Until all of a sudden the man burst into tears, saying that his kidneys were killing him and, pouting like a child, that he was very hungry.
On days my father didn’t show up some of the peasants waited until night, taking short walks around the square or going to the market to buy fruit. The darkness slowly engulfed them, turning them and the trees black. Their children played haunted house with the village children, running between the flower beds, emitting feeble cries, stumbling frequently from weakness.
They ran barefoot, in torn and patched trousers, stepping on the grass, clowning around and bumping into passersby.

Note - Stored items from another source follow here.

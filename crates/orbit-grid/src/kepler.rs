//! Keplerian state vector
//!
//! Classical elements to inertial position for a closed two-body orbit.

use crate::rotation::{rotate_x, rotate_z};
use crate::{GridError, Result, Vec3};
use serde::{Deserialize, Serialize};
use std::f64::consts::PI;

/// Newton tolerance on |E - e sin E - M|
pub const KEPLER_TOLERANCE: f64 = 1e-12;

/// Newton iteration budget
pub const KEPLER_MAX_ITERATIONS: usize = 50;

/// Closed-orbit elements. Angles in degrees, semi-major axis in km.
#[derive(Debug, Clone, Copy, PartialEq, Serialize, Deserialize)]
pub struct OrbitalElements {
    semi_major_axis: f64,
    eccentricity: f64,
    inclination: f64,
    raan: f64,
    arg_of_periapsis: f64,
}

impl OrbitalElements {
    pub fn new(
        semi_major_axis: f64,
        eccentricity: f64,
        inclination: f64,
        raan: f64,
        arg_of_periapsis: f64,
    ) -> Result<Self> {
        let elements = Self {
            semi_major_axis,
            eccentricity,
            inclination,
            raan,
            arg_of_periapsis,
        };
        elements.validate()?;
        Ok(elements)
    }

    /// Circular, equatorial orbit of radius `radius_km`
    pub fn circular(radius_km: f64) -> Result<Self> {
        Self::new(radius_km, 0.0, 0.0, 0.0, 0.0)
    }

    pub fn validate(&self) -> Result<()> {
        if !(self.semi_major_axis.is_finite() && self.semi_major_axis > 0.0) {
            return Err(GridError::Configuration(format!(
                "semi-major axis must be positive, got {} km",
                self.semi_major_axis
            )));
        }
        if !(0.0..1.0).contains(&self.eccentricity) {
            return Err(GridError::Configuration(format!(
                "eccentricity must be in [0, 1), got {}",
                self.eccentricity
            )));
        }
        let angles = [self.inclination, self.raan, self.arg_of_periapsis];
        if angles.iter().any(|a| !a.is_finite()) {
            return Err(GridError::Configuration(format!(
                "orientation angles must be finite, got {:?}",
                angles
            )));
        }
        Ok(())
    }

    pub fn semi_major_axis(&self) -> f64 {
        self.semi_major_axis
    }

    pub fn eccentricity(&self) -> f64 {
        self.eccentricity
    }

    pub fn inclination(&self) -> f64 {
        self.inclination
    }

    pub fn raan(&self) -> f64 {
        self.raan
    }

    pub fn arg_of_periapsis(&self) -> f64 {
        self.arg_of_periapsis
    }

    /// Position (km) at `t` seconds after periapsis passage.
    pub fn position_at(&self, t: f64, mu: f64) -> Result<Vec3> {
        position_at(
            self.semi_major_axis,
            self.eccentricity,
            self.inclination,
            self.raan,
            self.arg_of_periapsis,
            t,
            mu,
        )
    }

    pub fn period(&self, mu: f64) -> Result<f64> {
        orbital_period(self.semi_major_axis, mu)
    }
}

pub(crate) fn validate_mu(mu: f64) -> Result<()> {
    if mu.is_finite() && mu > 0.0 {
        Ok(())
    } else {
        Err(GridError::Configuration(format!(
            "gravitational parameter must be positive, got {} km^3/s^2",
            mu
        )))
    }
}

/// Orbital period (s)
pub fn orbital_period(a: f64, mu: f64) -> Result<f64> {
    validate_mu(mu)?;
    if !(a.is_finite() && a > 0.0) {
        return Err(GridError::Configuration(format!(
            "semi-major axis must be positive, got {} km",
            a
        )));
    }
    Ok(2.0 * PI * (a.powi(3) / mu).sqrt())
}

/// Solve M = E - e sin E for the eccentric anomaly (radians).
pub fn solve_kepler(mean_anomaly: f64, e: f64) -> Result<f64> {
    let mut ecc = if e < 0.8 {
        mean_anomaly
    } else {
        PI.copysign(mean_anomaly)
    };

    for _ in 0..KEPLER_MAX_ITERATIONS {
        let f = ecc - e * ecc.sin() - mean_anomaly;
        if f.abs() < KEPLER_TOLERANCE {
            return Ok(ecc);
        }
        ecc -= f / (1.0 - e * ecc.cos());
    }

    Err(GridError::Numerical {
        mean_anomaly,
        eccentricity: e,
        iterations: KEPLER_MAX_ITERATIONS,
    })
}

/// Eccentric anomaly to true anomaly (radians).
pub fn true_anomaly(eccentric_anomaly: f64, e: f64) -> f64 {
    let half = eccentric_anomaly / 2.0;
    2.0 * ((1.0 + e).sqrt() * half.sin()).atan2((1.0 - e).sqrt() * half.cos())
}

/// Wrap to [-π, π]
fn wrap_angle(x: f64) -> f64 {
    (x + PI).rem_euclid(2.0 * PI) - PI
}

/// Inertial position (km) at `t` seconds after periapsis.
///
/// Angles `i`, `raan`, `om` are in degrees. The perifocal position is taken
/// to the inertial frame by Rz(raan) · Rx(i) · Rz(om).
pub fn position_at(a: f64, e: f64, i: f64, raan: f64, om: f64, t: f64, mu: f64) -> Result<Vec3> {
    OrbitalElements {
        semi_major_axis: a,
        eccentricity: e,
        inclination: i,
        raan,
        arg_of_periapsis: om,
    }
    .validate()?;
    validate_mu(mu)?;

    let mean_motion = (mu / a.powi(3)).sqrt();
    let mean_anomaly = wrap_angle(mean_motion * t);

    let ecc = solve_kepler(mean_anomaly, e)?;
    let nu = true_anomaly(ecc, e);
    let r = a * (1.0 - e * ecc.cos());

    let perifocal = Vec3::new(r * nu.cos(), r * nu.sin(), 0.0);
    let v = rotate_z(&perifocal, om);
    let v = rotate_x(&v, i);
    Ok(rotate_z(&v, raan))
}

Often a dog that had come to town with one of the families was lying nearby, and his paws would tremble as he tried to stand up and stretch, as though his legs were too frail to support him.
When she heard that the peasants were waiting for my father, my mother would go tell them the approximate time he was expected back from his trip. But it made no difference whether she told them three in the afternoon or nine at night, it did not seem to diminish their resolve to wait for him, although one could detect weariness and sorrow in their eyes.